The second shift of Millville volunteer firemen—those who had not been available the night before—had taken over from the fellows who had been called out just before midnight and had pumped water until morning. The fire companies from the neighboring towns—one of them from Beewix, eight miles away—had left by now. Bud had been on the site since someone remembered him at 4:14 A.
M
. and phoned his home. He wore a lumber jacket over his striped pajama shirt, the bent collar of which protruded.

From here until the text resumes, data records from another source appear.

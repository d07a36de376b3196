use crate::ast::UntypedNode;
use crate::parser::{parse_program, ParseError};
use codespan::{FileId, Files};
use std::{fs, io, path::Path};

pub type ParseResult = Result<UntypedNode, Vec<ParseError>>;

/// Owns every source buffer seen during a run, so spans stay resolvable
/// for diagnostics after parsing.
#[derive(Clone)]
pub struct Sourcemap {
    files: Files<String>,
}

impl Sourcemap {
    pub fn new() -> Sourcemap {
        Sourcemap {
            files: Files::new(),
        }
    }

    pub fn files(&self) -> &Files<String> {
        &self.files
    }

    /// Register a buffer without parsing it. Synthetic spans (test nodes,
    /// desugared code) point into a buffer interned this way.
    pub fn intern(&mut self, name: impl Into<String>, source: impl Into<String>) -> FileId {
        self.files.add(name.into(), source.into())
    }

    /// Register a buffer and parse it; the parser reads the interned copy,
    /// so the returned tree's spans index into this sourcemap.
    pub fn add_file(
        &mut self,
        name: impl Into<String>,
        source: impl Into<String>,
    ) -> (FileId, ParseResult) {
        let file_id = self.intern(name, source);
        (file_id, parse_program(file_id, self.files.source(file_id)))
    }

    pub fn add_file_from_disk<P: AsRef<Path>>(
        &mut self,
        path: P,
    ) -> io::Result<(FileId, ParseResult)> {
        let source = fs::read_to_string(path.as_ref())?;
        Ok(self.add_file(path.as_ref().to_string_lossy(), source))
    }
}

impl Default for Sourcemap {
    fn default() -> Sourcemap {
        Sourcemap::new()
    }
}

#[cfg(test)]
mod tests {
    use super::*;

    #[test]
    fn add_file_parses_the_interned_copy() {
        let mut sourcemap = Sourcemap::default();
        let (file_id, result) = sourcemap.add_file("test.hyg", "let x = 1; println(x)");
        result.expect("failed to parse");
        assert_eq!(sourcemap.files().source(file_id), "let x = 1; println(x)");
    }

    #[test]
    fn intern_does_not_parse() {
        let mut sourcemap = Sourcemap::default();
        // Not valid Hygge, but interning never runs the parser.
        sourcemap.intern("scratch", "%%%");
    }
}
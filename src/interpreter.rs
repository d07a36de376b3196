//! The reference semantics: a small-step reducer over a runtime environment
//! holding the mutable-variable map, the heap, and the I/O hooks. A node
//! that is not a value and cannot be reduced is *stuck*, which is the
//! run-time error signal.

use crate::ast::{ArithOp, BitwiseOp, CompareOp, Expr, LogicalOp, Node};
use crate::subst::subst;
use std::collections::HashMap;
use std::io::{BufRead, Write};

/// What a heap base address holds: a struct with these ordered field names,
/// or an array of this length (the base cell stores the length).
#[derive(Debug, Clone, PartialEq, Eq)]
pub enum HeapDescriptor {
    Struct(Vec<String>),
    Array(usize),
}

pub struct RuntimeEnv<E, T> {
    reader: Option<Box<dyn BufRead>>,
    printer: Option<Box<dyn Write>>,
    pub mutables: HashMap<String, Node<E, T>>,
    pub heap: HashMap<usize, Node<E, T>>,
    pub descriptors: HashMap<usize, HeapDescriptor>,
    next_addr: usize,
    /// Set by the `Exit`/`Exit2` syscalls; stops the driver loop.
    pub exit_code: Option<i32>,
}

/// A node is a value iff it is a literal, a lambda, or a heap pointer.
pub fn is_value<E, T>(node: &Node<E, T>) -> bool {
    match &node.expr {
        Expr::UnitVal
        | Expr::BoolVal(_)
        | Expr::IntVal(_)
        | Expr::FloatVal(_)
        | Expr::StringVal(_)
        | Expr::Lambda(..)
        | Expr::Pointer(_) => true,
        _ => false,
    }
}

He was talking to his brother-in-law, Walter Huff, who was a fireman but had not come with the company the night before, because he had been at a bowling tournament up in Medford, the county seat, and after the match the guys had drunk beer late at a Medford roadhouse to celebrate their moral victory against a team who had greatly outclassed them in every way but guts.

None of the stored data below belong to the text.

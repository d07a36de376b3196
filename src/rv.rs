//! RV32IMF registers and the instruction subset the code generator emits,
//! with RARS-compatible rendering.

use std::fmt;

#[derive(Debug, Clone, Copy, PartialEq, Eq, Hash)]
pub enum Reg {
    Zero,
    Ra,
    Sp,
    Gp,
    Tp,
    Fp,
    A(u8),
    T(u8),
    S(u8),
}

impl Reg {
    /// The integer target bank: t0-t6 first, then the callee-saved s1-s11
    /// (s0 is the frame pointer and stays out of the bank).
    pub fn target(index: u8) -> Reg {
        match index {
            0..=6 => Reg::T(index),
            7..=17 => Reg::S(index - 6),
            _ => panic!("integer target bank exhausted: {}", index),
        }
    }
}

impl fmt::Display for Reg {
    fn fmt(&self, f: &mut fmt::Formatter) -> fmt::Result {
        match self {
            Reg::Zero => write!(f, "zero"),
            Reg::Ra => write!(f, "ra"),
            Reg::Sp => write!(f, "sp"),
            Reg::Gp => write!(f, "gp"),
            Reg::Tp => write!(f, "tp"),
            Reg::Fp => write!(f, "fp"),
            Reg::A(n) => write!(f, "a{}", n),
            Reg::T(n) => write!(f, "t{}", n),
            Reg::S(n) => write!(f, "s{}", n),
        }
    }
}

#[derive(Debug, Clone, Copy, PartialEq, Eq, Hash)]
pub enum FReg {
    Fa(u8),
    Ft(u8),
    Fs(u8),
}

impl FReg {
    /// The float target bank: ft0-ft11, then fs0-fs11.
    pub fn target(index: u8) -> FReg {
        match index {
            0..=11 => FReg::Ft(index),
            12..=23 => FReg::Fs(index - 12),
            _ => panic!("float target bank exhausted: {}", index),
        }
    }
}

impl fmt::Display for FReg {
    fn fmt(&self, f: &mut fmt::Formatter) -> fmt::Result {
        match self {
            FReg::Fa(n) => write!(f, "fa{}", n),
            FReg::Ft(n) => write!(f, "ft{}", n),
            FReg::Fs(n) => write!(f, "fs{}", n),
        }
    }
}

#[derive(Debug, Clone, PartialEq)]
pub enum Instr {
    Li(Reg, i32),
    La(Reg, String),
    Mv(Reg, Reg),
    Neg(Reg, Reg),
    Not(Reg, Reg),
    Seqz(Reg, Reg),
    Add(Reg, Reg, Reg),
    Addi(Reg, Reg, i32),
    Sub(Reg, Reg, Reg),
    Mul(Reg, Reg, Reg),
    Div(Reg, Reg, Reg),
    Rem(Reg, Reg, Reg),
    And(Reg, Reg, Reg),
    Or(Reg, Reg, Reg),
    Xor(Reg, Reg, Reg),
    Xori(Reg, Reg, i32),
    Sll(Reg, Reg, Reg),
    Srl(Reg, Reg, Reg),
    Slli(Reg, Reg, i32),
    Lw(Reg, i32, Reg),
    Sw(Reg, i32, Reg),
    Flw(FReg, i32, Reg),
    Fsw(FReg, i32, Reg),
    Beq(Reg, Reg, String),
    Bne(Reg, Reg, String),
    Blt(Reg, Reg, String),
    Ble(Reg, Reg, String),
    Bgt(Reg, Reg, String),
    Bge(Reg, Reg, String),
    Beqz(Reg, String),
    Bnez(Reg, String),
    J(String),
    Jr(Reg),
    Jalr(Reg),
    Ecall,
    FaddS(FReg, FReg, FReg),
    FsubS(FReg, FReg, FReg),
    FmulS(FReg, FReg, FReg),
    FdivS(FReg, FReg, FReg),
    FsqrtS(FReg, FReg),
    FmvS(FReg, FReg),
    FcvtSW(FReg, Reg),
    FeqS(Reg, FReg, FReg),
    FltS(Reg, FReg, FReg),
    FleS(Reg, FReg, FReg),
}

impl Instr {
    /// The integer register this instruction writes, if any. Used to audit
    /// the target-register discipline.
    pub fn int_dest(&self) -> Option<Reg> {
        match self {
            Instr::Li(rd, _)
            | Instr::La(rd, _)
            | Instr::Mv(rd, _)
            | Instr::Neg(rd, _)
            | Instr::Not(rd, _)
            | Instr::Seqz(rd, _)
            | Instr::Add(rd, ..)
            | Instr::Addi(rd, ..)
            | Instr::Sub(rd, ..)
            | Instr::Mul(rd, ..)
            | Instr::Div(rd, ..)
            | Instr::Rem(rd, ..)
            | Instr::And(rd, ..)
            | Instr::Or(rd, ..)
            | Instr::Xor(rd, ..)
            | Instr::Xori(rd, ..)
            | Instr::Sll(rd, ..)
            | Instr::Srl(rd, ..)
            | Instr::Slli(rd, ..)
            | Instr::Lw(rd, ..)
            | Instr::FeqS(rd, ..)
            | Instr::FltS(rd, ..)
            | Instr::FleS(rd, ..) => Some(*rd),
            Instr::Jalr(_) => Some(Reg::Ra),
            _ => None,
        }
    }

    /// The float register this instruction writes, if any.
    pub fn float_dest(&self) -> Option<FReg> {
        match self {
            Instr::Flw(fd, ..)
            | Instr::FaddS(fd, ..)
            | Instr::FsubS(fd, ..)
            | Instr::FmulS(fd, ..)
            | Instr::FdivS(fd, ..)
            | Instr::FsqrtS(fd, ..)
            | Instr::FmvS(fd, ..)
            | Instr::FcvtSW(fd, ..) => Some(*fd),
            _ => None,
        }
    }
}

impl fmt::Display for Instr {
    fn fmt(&self, f: &mut fmt::Formatter) -> fmt::Result {
        match self {
            Instr::Li(rd, imm) => write!(f, "li {}, {}", rd, imm),
            Instr::La(rd, label) => write!(f, "la {}, {}", rd, label),
            Instr::Mv(rd, rs) => write!(f, "mv {}, {}", rd, rs),
            Instr::Neg(rd, rs) => write!(f, "neg {}, {}", rd, rs),
            Instr::Not(rd, rs) => write!(f, "not {}, {}", rd, rs),
            Instr::Seqz(rd, rs) => write!(f, "seqz {}, {}", rd, rs),
            Instr::Add(rd, rs1, rs2) => write!(f, "add {}, {}, {}", rd, rs1, rs2),
            Instr::Addi(rd, rs, imm) => write!(f, "addi {}, {}, {}", rd, rs, imm),
            Instr::Sub(rd, rs1, rs2) => write!(f, "sub {}, {}, {}", rd, rs1, rs2),
            Instr::Mul(rd, rs1, rs2) => write!(f, "mul {}, {}, {}", rd, rs1, rs2),
            Instr::Div(rd, rs1, rs2) => write!(f, "div {}, {}, {}", rd, rs1, rs2),
            Instr::Rem(rd, rs1, rs2) => write!(f, "rem {}, {}, {}", rd, rs1, rs2),
            Instr::And(rd, rs1, rs2) => write!(f, "and {}, {}, {}", rd, rs1, rs2),
            Instr::Or(rd, rs1, rs2) => write!(f, "or {}, {}, {}", rd, rs1, rs2),
            Instr::Xor(rd, rs1, rs2) => write!(f, "xor {}, {}, {}", rd, rs1, rs2),
            Instr::Xori(rd, rs, imm) => write!(f, "xori {}, {}, {}", rd, rs, imm),
            Instr::Sll(rd, rs1, rs2) => write!(f, "sll {}, {}, {}", rd, rs1, rs2),
            Instr::Srl(rd, rs1, rs2) => write!(f, "srl {}, {}, {}", rd, rs1, rs2),
            Instr::Slli(rd, rs, imm) => write!(f, "slli {}, {}, {}", rd, rs, imm),
            Instr::Lw(rd, offset, base) => write!(f, "lw {}, {}({})", rd, offset, base),
            Instr::Sw(rs, offset, base) => write!(f, "sw {}, {}({})", rs, offset, base),
            Instr::Flw(fd, offset, base) => write!(f, "flw {}, {}({})", fd, offset, base),
            Instr::Fsw(fs, offset, base) => write!(f, "fsw {}, {}({})", fs, offset, base),
            Instr::Beq(rs1, rs2, label) => write!(f, "beq {}, {}, {}", rs1, rs2, label),
            Instr::Bne(rs1, rs2, label) => write!(f, "bne {}, {}, {}", rs1, rs2, label),
            Instr::Blt(rs1, rs2, label) => write!(f, "blt {}, {}, {}", rs1, rs2, label),
            Instr::Ble(rs1, rs2, label) => write!(f, "ble {}, {}, {}", rs1, rs2, label),
            Instr::Bgt(rs1, rs2, label) => write!(f, "bgt {}, {}, {}", rs1, rs2, label),
            Instr::Bge(rs1, rs2, label) => write!(f, "bge {}, {}, {}", rs1, rs2, label),
            Instr::Beqz(rs, label) => write!(f, "beqz {}, {}", rs, label),
            Instr::Bnez(rs, label) => write!(f, "bnez {}, {}", rs, label),
            Instr::J(label) => write!(f, "j {}", label),
            Instr::Jr(rs) => write!(f, "jr {}", rs),
            Instr::Jalr(rs) => write!(f, "jalr {}", rs),
            Instr::Ecall => write!(f, "ecall"),
            Instr::FaddS(fd, fs1, fs2) => write!(f, "fadd.s {}, {}, {}", fd, fs1, fs2),
            Instr::FsubS(fd, fs1, fs2) => write!(f, "fsub.s {}, {}, {}", fd, fs1, fs2),
            Instr::FmulS(fd, fs1, fs2) => write!(f, "fmul.s {}, {}, {}", fd, fs1, fs2),
            Instr::FdivS(fd, fs1, fs2) => write!(f, "fdiv.s {}, {}, {}", fd, fs1, fs2),
            Instr::FsqrtS(fd, fs) => write!(f, "fsqrt.s {}, {}", fd, fs),
            Instr::FmvS(fd, fs) => write!(f, "fmv.s {}, {}", fd, fs),
            Instr::FcvtSW(fd, rs) => write!(f, "fcvt.s.w {}, {}", fd, rs),
            Instr::FeqS(rd, fs1, fs2) => write!(f, "feq.s {}, {}, {}", rd, fs1, fs2),
            Instr::FltS(rd, fs1, fs2) => write!(f, "flt.s {}, {}, {}", rd, fs1, fs2),
            Instr::FleS(rd, fs1, fs2) => write!(f, "fle.s {}, {}, {}", rd, fs1, fs2),
        }
    }
}

#[cfg(test)]
mod tests {
    use super::*;
    use pretty_assertions::assert_eq;

    #[test]
    fn test_target_banks() {
        assert_eq!(Reg::target(0), Reg::T(0));
        assert_eq!(Reg::target(6), Reg::T(6));
        assert_eq!(Reg::target(7), Reg::S(1));
        assert_eq!(Reg::target(17), Reg::S(11));
        assert_eq!(FReg::target(0), FReg::Ft(0));
        assert_eq!(FReg::target(12), FReg::Fs(0));
    }

    #[test]
    #[should_panic(expected = "target bank exhausted")]
    fn test_target_bank_overflow_panics() {
        Reg::target(18);
    }

    #[test]
    fn test_display() {
        assert_eq!(Instr::Li(Reg::T(0), 42).to_string(), "li t0, 42");
        assert_eq!(
            Instr::Lw(Reg::T(1), 4, Reg::T(0)).to_string(),
            "lw t1, 4(t0)"
        );
        assert_eq!(
            Instr::FaddS(FReg::Ft(0), FReg::Ft(0), FReg::Ft(1)).to_string(),
            "fadd.s ft0, ft0, ft1"
        );
        assert_eq!(
            Instr::Beq(Reg::T(0), Reg::T(1), "l1".to_owned()).to_string(),
            "beq t0, t1, l1"
        );
        assert_eq!(Instr::Jalr(Reg::T(2)).to_string(), "jalr t2");
    }

    #[test]
    fn test_dest_tracking() {
        assert_eq!(Instr::Li(Reg::T(3), 1).int_dest(), Some(Reg::T(3)));
        assert_eq!(Instr::Sw(Reg::T(3), 0, Reg::Sp).int_dest(), None);
        assert_eq!(
            Instr::FsqrtS(FReg::Ft(2), FReg::Ft(2)).float_dest(),
            Some(FReg::Ft(2))
        );
        assert_eq!(Instr::Ecall.int_dest(), None);
    }
}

Bud’s eyes smarted from the smoke; otherwise he had no identifiable feeling of body or soul. He could not understand why he was seemingly so stoical. The store represented not only all his own savings, but also—he had been turned down by the local bank—considerable loans from his relatives, both blood and in-law. Cousin Reverton, for example, a bachelor, had contributed the sum of money he had been awarded in a lawsuit against an interstate bus company, one of whose vehicles had smashed his car and broken his right leg and left collarbone some years before. Even Aunt Ethel Murdal had contributed a widow’s mite. Bud’s brother Herman, though father of four, had kicked in, as had his sister Ada and his second cousin on his mother’s side, Charley Hoople.

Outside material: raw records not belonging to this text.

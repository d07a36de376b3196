//! Substitution and variable analyses over the shared tree shape. These are
//! generic in the node annotations so they serve both the untyped and the
//! typed tree.

use crate::ast::{Expr, FieldInit, MatchCase, Node};
use std::collections::HashSet;

/// Replace every free occurrence of `x` in `node` with `value`, respecting
/// the shadowing introduced by `let` forms, lambda parameters, `match` case
/// binders, and the `for` iteration variable.
pub fn subst<E: Clone, T: Clone>(node: &Node<E, T>, x: &str, value: &Node<E, T>) -> Node<E, T> {
    let sub = |n: &Node<E, T>| Box::new(subst(n, x, value));
    let sub_vec = |ns: &[Node<E, T>]| ns.iter().map(|n| subst(n, x, value)).collect::<Vec<_>>();
    let expr = match &node.expr {
        Expr::UnitVal
        | Expr::BoolVal(_)
        | Expr::IntVal(_)
        | Expr::FloatVal(_)
        | Expr::StringVal(_)
        | Expr::ReadInt
        | Expr::ReadFloat
        | Expr::Pointer(_) => node.expr.clone(),
        Expr::Var(name) => {
            if name == x {
                return value.clone();
            }
            node.expr.clone()
        }
        Expr::Arith(l, op, r) => Expr::Arith(sub(l), *op, sub(r)),
        Expr::ArithAssign(l, op, r) => Expr::ArithAssign(sub(l), *op, sub(r)),
        Expr::Bitwise(l, op, r) => Expr::Bitwise(sub(l), *op, sub(r)),
        Expr::BNot(e) => Expr::BNot(sub(e)),
        Expr::Logical(l, op, r) => Expr::Logical(sub(l), *op, sub(r)),
        Expr::Not(e) => Expr::Not(sub(e)),
        Expr::ScAnd(l, r) => Expr::ScAnd(sub(l), sub(r)),
        Expr::ScOr(l, r) => Expr::ScOr(sub(l), sub(r)),
        Expr::Neg(e) => Expr::Neg(sub(e)),
        Expr::Compare(l, op, r) => Expr::Compare(sub(l), *op, sub(r)),
        Expr::Sqrt(e) => Expr::Sqrt(sub(e)),
        Expr::Print(e) => Expr::Print(sub(e)),
        Expr::PrintLn(e) => Expr::PrintLn(sub(e)),
        Expr::Syscall(num, args) => Expr::Syscall(*num, sub_vec(args)),
        Expr::PreInc(e) => Expr::PreInc(sub(e)),
        Expr::PostInc(e) => Expr::PostInc(sub(e)),
        Expr::If(cond, t, f) => Expr::If(sub(cond), sub(t), sub(f)),
        Expr::Seq(nodes) => Expr::Seq(sub_vec(nodes)),
        Expr::Type(name, def, scope) => Expr::Type(name.clone(), def.clone(), sub(scope)),
        Expr::Ascription(pt, e) => Expr::Ascription(pt.clone(), sub(e)),
        Expr::Assertion(e) => Expr::Assertion(sub(e)),
        Expr::Copy(e) => Expr::Copy(sub(e)),
        Expr::Let(name, init, scope) => {
            let scope = if name.t == x { scope.clone() } else { sub(scope) };
            Expr::Let(name.clone(), sub(init), scope)
        }
        Expr::LetT(name, pt, init, scope) => {
            let scope = if name.t == x { scope.clone() } else { sub(scope) };
            Expr::LetT(name.clone(), pt.clone(), sub(init), scope)
        }
        Expr::LetMut(name, init, scope) => {
            let scope = if name.t == x { scope.clone() } else { sub(scope) };
            Expr::LetMut(name.clone(), sub(init), scope)
        }
        Expr::Assign(target, e) => Expr::Assign(sub(target), sub(e)),
        Expr::While(cond, body) => Expr::While(sub(cond), sub(body)),
        Expr::For(var, init, cond, update, body) => {
            let init = sub(init);
            if var.t == x {
                Expr::For(var.clone(), init, cond.clone(), update.clone(), body.clone())
            } else {
                Expr::For(var.clone(), init, sub(cond), sub(update), sub(body))
            }
        }
        Expr::Lambda(params, body) => {
            if params.iter().any(|p| p.id.t == x) {
                node.expr.clone()
            } else {
                Expr::Lambda(params.clone(), sub(body))
            }
        }
        Expr::App(f, args) => Expr::App(sub(f), sub_vec(args)),
        Expr::StructCons(fields) => Expr::StructCons(
            fields
                .iter()
                .map(|field| FieldInit {
                    mutable: field.mutable,
                    id: field.id.clone(),
                    init: subst(&field.init, x, value),
                })
                .collect(),
        ),
        Expr::FieldSelect(target, field) => Expr::FieldSelect(sub(target), field.clone()),
        Expr::UnionCons(label, e) => Expr::UnionCons(label.clone(), sub(e)),
        Expr::Match(e, cases) => Expr::Match(
            sub(e),
            cases
                .iter()
                .map(|case| MatchCase {
                    label: case.label.clone(),
                    var: case.var.clone(),
                    cont: if case.var.t == x {
                        case.cont.clone()
                    } else {
                        subst(&case.cont, x, value)
                    },
                })
                .collect(),
        ),
        Expr::ArrayCons(len, init) => Expr::ArrayCons(sub(len), sub(init)),
        Expr::ArrayElem(arr, idx) => Expr::ArrayElem(sub(arr), sub(idx)),
        Expr::ArrayLength(arr) => Expr::ArrayLength(sub(arr)),
    };
    node.with_expr(expr)
}

/// The free variables of `node`: every `Var` occurrence not enclosed by a
/// binder of the same name.
pub fn free_vars<E: Clone, T: Clone>(node: &Node<E, T>) -> HashSet<String> {
    vars(node, false)
}

/// Like `free_vars`, except that a bare variable occurrence is not captured
/// by itself: only variables appearing free under a lambda count, since a
/// lambda is itself a value and carries its environment with it.
pub fn captured_vars<E: Clone, T: Clone>(node: &Node<E, T>) -> HashSet<String> {
    vars(node, true)
}

fn vars<E: Clone, T: Clone>(node: &Node<E, T>, captured: bool) -> HashSet<String> {
    let one = |n: &Node<E, T>| vars(n, captured);
    let two = |a: &Node<E, T>, b: &Node<E, T>| {
        let mut set = vars(a, captured);
        set.extend(vars(b, captured));
        set
    };
    match &node.expr {
        Expr::UnitVal
        | Expr::BoolVal(_)
        | Expr::IntVal(_)
        | Expr::FloatVal(_)
        | Expr::StringVal(_)
        | Expr::ReadInt
        | Expr::ReadFloat
        | Expr::Pointer(_) => HashSet::new(),
        Expr::Var(name) => {
            if captured {
                HashSet::new()
            } else {
                let mut set = HashSet::new();
                set.insert(name.clone());
                set
            }
        }
        Expr::Arith(l, _, r)
        | Expr::ArithAssign(l, _, r)
        | Expr::Bitwise(l, _, r)
        | Expr::Logical(l, _, r)
        | Expr::Compare(l, _, r)
        | Expr::ScAnd(l, r)
        | Expr::ScOr(l, r)
        | Expr::Assign(l, r)
        | Expr::While(l, r)
        | Expr::ArrayCons(l, r)
        | Expr::ArrayElem(l, r) => two(l, r),
        Expr::BNot(e)
        | Expr::Not(e)
        | Expr::Neg(e)
        | Expr::Sqrt(e)
        | Expr::Print(e)
        | Expr::PrintLn(e)
        | Expr::PreInc(e)
        | Expr::PostInc(e)
        | Expr::Ascription(_, e)
        | Expr::Assertion(e)
        | Expr::Copy(e)
        | Expr::Type(_, _, e)
        | Expr::FieldSelect(e, _)
        | Expr::UnionCons(_, e)
        | Expr::ArrayLength(e) => one(e),
        Expr::Syscall(_, args) => {
            let mut set = HashSet::new();
            for arg in args {
                set.extend(one(arg));
            }
            set
        }
        Expr::If(cond, t, f) => {
            let mut set = two(cond, t);
            set.extend(one(f));
            set
        }
        Expr::Seq(nodes) => {
            let mut set = HashSet::new();
            for n in nodes {
                set.extend(one(n));
            }
            set
        }
        Expr::Let(name, init, scope)
        | Expr::LetT(name, _, init, scope)
        | Expr::LetMut(name, init, scope) => {
            let mut scope_vars = one(scope);
            scope_vars.remove(&name.t);
            scope_vars.extend(one(init));
            scope_vars
        }
        Expr::For(var, init, cond, update, body) => {
            let mut inner = one(cond);
            inner.extend(one(update));
            inner.extend(one(body));
            inner.remove(&var.t);
            inner.extend(one(init));
            inner
        }
        // A lambda is a value: everything free in it is captured, so both
        // analyses coincide below this point.
        Expr::Lambda(params, body) => {
            let mut set = vars(body, false);
            for param in params {
                set.remove(&param.id.t);
            }
            set
        }
        Expr::App(f, args) => {
            let mut set = one(f);
            for arg in args {
                set.extend(one(arg));
            }
            set
        }
        Expr::StructCons(fields) => {
            let mut set = HashSet::new();
            for field in fields {
                set.extend(one(&field.init));
            }
            set
        }
        Expr::Match(e, cases) => {
            let mut set = one(e);
            for case in cases {
                let mut case_vars = one(&case.cont);
                case_vars.remove(&case.var.t);
                set.extend(case_vars);
            }
            set
        }
    }
}

#[cfg(test)]
mod tests {
    use super::*;
    use crate::ast::*;
    use maplit::hashset;
    use pretty_assertions::assert_eq;

    fn var(name: &str) -> UntypedNode {
        enode!(Expr::Var(name.to_owned()))
    }

    fn int(n: i32) -> UntypedNode {
        enode!(Expr::IntVal(n))
    }

    #[test]
    fn test_subst_var() {
        assert_eq!(subst(&var("x"), "x", &int(1)), int(1));
        assert_eq!(subst(&var("y"), "x", &int(1)), var("y"));
    }

    #[test]
    fn test_subst_respects_let_shadowing() {
        // let x = x; x  --[x := 1]-->  let x = 1; x
        let node = enode!(Expr::Let(
            zspan!("x".to_owned()),
            Box::new(var("x")),
            Box::new(var("x"))
        ));
        let expected = enode!(Expr::Let(
            zspan!("x".to_owned()),
            Box::new(int(1)),
            Box::new(var("x"))
        ));
        assert_eq!(subst(&node, "x", &int(1)), expected);
    }

    #[test]
    fn test_subst_respects_lambda_shadowing() {
        let node = enode!(Expr::Lambda(
            vec![LambdaParam {
                id: zspan!("x".to_owned()),
                ty: zspan!(PretypeType::Id("int".to_owned())),
            }],
            Box::new(var("x"))
        ));
        assert_eq!(subst(&node, "x", &int(1)), node);
    }

    #[test]
    fn test_subst_respects_match_binders() {
        let node = enode!(Expr::Match(
            Box::new(var("u")),
            vec![
                MatchCase {
                    label: zspan!("Some".to_owned()),
                    var: zspan!("x".to_owned()),
                    cont: var("x"),
                },
                MatchCase {
                    label: zspan!("None".to_owned()),
                    var: zspan!("y".to_owned()),
                    cont: var("x"),
                },
            ]
        ));
        let substituted = subst(&node, "x", &int(1));
        if let Expr::Match(_, cases) = &substituted.expr {
            assert_eq!(cases[0].cont, var("x"));
            assert_eq!(cases[1].cont, int(1));
        } else {
            panic!("expected a match");
        }
    }

    #[test]
    fn test_subst_respects_for_binder() {
        let node = enode!(Expr::For(
            zspan!("i".to_owned()),
            Box::new(var("i")),
            Box::new(var("i")),
            Box::new(var("i")),
            Box::new(var("i"))
        ));
        let substituted = subst(&node, "i", &int(0));
        if let Expr::For(_, init, cond, ..) = &substituted.expr {
            assert_eq!(**init, int(0));
            assert_eq!(**cond, var("i"));
        } else {
            panic!("expected a for loop");
        }
    }

    #[test]
    fn test_free_vars() {
        let node = enode!(Expr::Let(
            zspan!("x".to_owned()),
            Box::new(var("y")),
            Box::new(enode!(Expr::Arith(
                Box::new(var("x")),
                ArithOp::Add,
                Box::new(var("z"))
            )))
        ));
        assert_eq!(free_vars(&node), hashset! { "y".to_owned(), "z".to_owned() });
    }

    #[test]
    fn test_captured_vars_ignores_bare_occurrences() {
        let node = enode!(Expr::Arith(
            Box::new(var("x")),
            ArithOp::Add,
            Box::new(var("y"))
        ));
        assert_eq!(free_vars(&node), hashset! { "x".to_owned(), "y".to_owned() });
        assert_eq!(captured_vars(&node), hashset! {});
    }

    #[test]
    fn test_captured_vars_of_lambda() {
        let lambda = enode!(Expr::Lambda(
            vec![LambdaParam {
                id: zspan!("x".to_owned()),
                ty: zspan!(PretypeType::Id("int".to_owned())),
            }],
            Box::new(enode!(Expr::Arith(
                Box::new(var("x")),
                ArithOp::Add,
                Box::new(var("y"))
            )))
        ));
        assert_eq!(captured_vars(&lambda), hashset! { "y".to_owned() });
        assert_eq!(free_vars(&lambda), hashset! { "y".to_owned() });
    }
}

Bud realized that he should probably shoot himself, for he could not possibly make restitution in one lifetime. The store had not been a raving success before the fire, for reasons that were not immediately understandable, but the only one that made sense was that it was a new enterprise, whereas the hardware in Hornbeck had long been established and offered prices that Bud could not match and make any kind of profit.
Walt Huff, however, had put no money in the store, claiming he had none to spare, what with the mortgage on his house and other obligations, yet he was prosperous enough to buy quite a bit of sporting goods, a state of affairs toward which Bud’s feelings were complex—after all, Walt did at least purchase the shotgun, rod, reel, ammunition, etc., from him and not from his competitors, who were able to charge less—and trade was more satisfying, more professional, than any loan.
Walt’s helmet was a little too large for him, coming down so low on his forehead that his eyes were almost cut off.
Bud told him, “I just feel sorry for the people that had money in this. Jesus.” Sooner or later he would have to confess to them about the lack of insurance, of which they had been kept in ignorance. It had seemed useful to experiment by telling Walt, who was not involved.
Walt said, “I sure wouldn’t relish the job of telling them.”
“That piece of money was the only thing Rev had, you know,” said Bud, who was getting a kind of comfort from putting the worst face on it. “He don’t have a real home, you know. He’s got a furnished room up near the railroad yard in Hamburg. He’s been on his own since a kid. His old man drank himself to death, and his mom passed away from T.B. Rev was raised in the orphan asylum.”
“Say,” said Walt, “you mean your cousin Reverton? Guy I know from the plant was asking about him yesterday. Said he wanted to give him five dollars.”
Bud shrugged. Five bucks was hardly the answer at this point.
“Speak of the devil,” said Walt, nodding in indication of something beyond Bud’s shoulder.
Bud turned and saw Reverton, who was dressed as always in a navy-blue serge suit, white shirt, and hat, tie, and shoes in black.
Reverton’s expression was habitually somewhat sour, owing to the bony nose and the lines coming down from it to the sides of the mouth, but he was known to have strong emotions that did not always appear on his countenance.
“I was eating my Sunday flapjacks at the Railway Cafe,” he said, “when an engineer come in who heard about this.”
Bud felt even worse when he saw Reverton. He said, “I don’t know how it started, but it was too far gone before they put any water on it.”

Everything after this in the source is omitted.